Exams: The 40s
So, you’ve reached your 40th birthday. If you’re like many women, you may feel that in your 40s you start to gain weight more easily than when you did in high school, back in the day. It may be difficult to imagine fitting into that pair of jeans you remember from your teen years. During your exam, your doctor may discuss health and nutrition goals such as reaching and maintaining a healthy BMI of between 18.5 and 24.9. As you may imagine, diet and exercise are the mainstay treatments for achieving your goal BMI.
In your 40s, your doctor may bring up the issue of when to start getting screening mammograms. This is a good time to discuss with your doctor the benefits versus risks of screening mammograms. For women at an average risk for breast cancer, recommendations on when to initiate mammograms varies among national expert groups. The American Cancer Society and the American College of Obstetrics and Gynecology recommend starting routine screening mammograms at age 40. The United States Preventive Services Task Force (USPSTF) recommends screening mammograms every two years starting at age 50, and that the decision to begin mammograms before the age of 50 should be an individual one based on a woman’s values concerning the benefits and harms.
Exams: The 50s
Menopausal symptoms are common in the 50s. The average age of menopause is 51. You may want to discuss with your doctor the benefits versus risks of hormone replacement therapy and other alternative treatments available for hot flashes and other menopause-related symptoms.
The risk of heart disease in women goes up significantly after menopause. Your doctor will focus on checking on risk factors including high blood pressure, high cholesterol, and diabetes. Tobacco use or exposure to second-hand smoke can increase your heart risk, as well.

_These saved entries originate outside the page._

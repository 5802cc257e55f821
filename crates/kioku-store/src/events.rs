//! Change notifications.
//!
//! Every head move and proposal outcome is broadcast on a `tokio` channel.
//! Sends never block and never fail the operation; a lagging subscriber just
//! misses events.

use serde::Serialize;
use tokio::sync::broadcast;

use kioku_types::{BlockKey, ProposalId, ProposalStatus, VersionId};

/// Channel capacity for [`EventBus`].
pub const EVENT_CAPACITY: usize = 1024;

/// Events broadcast when blocks or proposals change.
#[derive(Clone, Debug, PartialEq, Eq, Serialize)]
#[serde(tag = "event", rename_all = "snake_case")]
pub enum StoreEvent {
    /// A block was created with its root version.
    BlockCreated { key: BlockKey, version: VersionId },
    /// The head of a block moved.
    VersionCommitted {
        key: BlockKey,
        version: VersionId,
        seq: u64,
        author: String,
    },
    /// An agent queued a proposal.
    ProposalCreated { key: BlockKey, id: ProposalId },
    /// A proposal reached a terminal state.
    ProposalResolved {
        key: BlockKey,
        id: ProposalId,
        status: ProposalStatus,
    },
}

/// Cloneable sender half.
#[derive(Clone)]
pub struct EventBus {
    tx: broadcast::Sender<StoreEvent>,
}

impl Default for EventBus {
    fn default() -> Self {
        let (tx, _) = broadcast::channel(EVENT_CAPACITY);
        Self { tx }
    }
}

impl EventBus {
    pub fn subscribe(&self) -> broadcast::Receiver<StoreEvent> {
        self.tx.subscribe()
    }

    pub fn emit(&self, event: StoreEvent) {
        // No receivers is fine.
        let _ = self.tx.send(event);
    }
}
//! SQLite-backed proposal store.

use kioku_types::{BlockKey, Proposal, ProposalId, now_millis};

use super::{ProposalStore, Transition, apply_transition};
use crate::db::SharedDb;
use crate::error::{Result, StoreError};

/// Proposal store over a shared [`StoreDb`](crate::db::StoreDb).
pub struct DbProposalStore {
    db: SharedDb,
}

impl DbProposalStore {
    pub fn new(db: SharedDb) -> Self {
        Self { db }
    }
}

impl ProposalStore for DbProposalStore {
    fn save(&self, proposal: &Proposal) -> Result<()> {
        Ok(self.db.lock().insert_proposal(proposal)?)
    }

    fn get(&self, id: ProposalId) -> Result<Proposal> {
        self.db
            .lock()
            .load_proposal(id)?
            .ok_or_else(|| StoreError::proposal_not_found(id))
    }

    fn list_pending(&self, owner_id: &str, block_label: Option<&str>) -> Result<Vec<Proposal>> {
        Ok(self.db.lock().list_pending(owner_id, block_label)?)
    }

    fn count_pending(&self, owner_id: &str, block_label: Option<&str>) -> Result<usize> {
        Ok(self.db.lock().count_pending(owner_id, block_label)?)
    }

    fn transition(&self, id: ProposalId, transition: Transition) -> Result<Proposal> {
        let db = self.db.lock();
        let mut proposal = db
            .load_proposal(id)?
            .ok_or_else(|| StoreError::proposal_not_found(id))?;
        let from = proposal.status;
        if !apply_transition(&mut proposal, &transition)? {
            return Ok(proposal);
        }
        if !db.record_review(&proposal)? {
            // Row left pending between load and update (another process).
            return Err(StoreError::InvalidTransition {
                id,
                from,
                to: transition.to,
            });
        }
        Ok(proposal)
    }

    fn supersede_siblings(&self, key: &BlockKey, keep: ProposalId) -> Result<Vec<ProposalId>> {
        Ok(self.db.lock().supersede_pending(key, keep, now_millis())?)
    }

    fn pending_created_before(&self, cutoff: u64) -> Result<Vec<Proposal>> {
        Ok(self.db.lock().pending_created_before(cutoff)?)
    }

    fn purge_terminal(&self, cutoff: u64) -> Result<usize> {
        Ok(self.db.lock().delete_terminal_before(cutoff)?)
    }
}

Starting at age 50, your doctor will also talk with you about starting several screening procedures, including colon cancer screening and others.
Exams: The 60s
The risk for osteoporosis in women increases dramatically in the years after menopause. Treating osteoporosis can help reduce your risk of hip, spine, wrist and other types of fractures. Your doctor may ask you about risk factors for osteoporosis-related fractures such as a history of a previous fractures in your adult years, family history of fractures, smoking, alcohol use, and low body weight — less than 127 pounds.
Diet and weight-bearing exercise are important components in preventing osteoporosis. In particular, your doctor may discuss the importance of getting enough calcium and vitamin D in your diet. Some women may also benefit from calcium and vitamin D supplements.
A bone density test can be helpful in diagnosing osteoporosis. The National Osteoporosis Foundation recommends that all women 65 years and older should be screened with a bone density test. Testing should also be considered in woman 50 years and older who have risk factors for osteoporosis.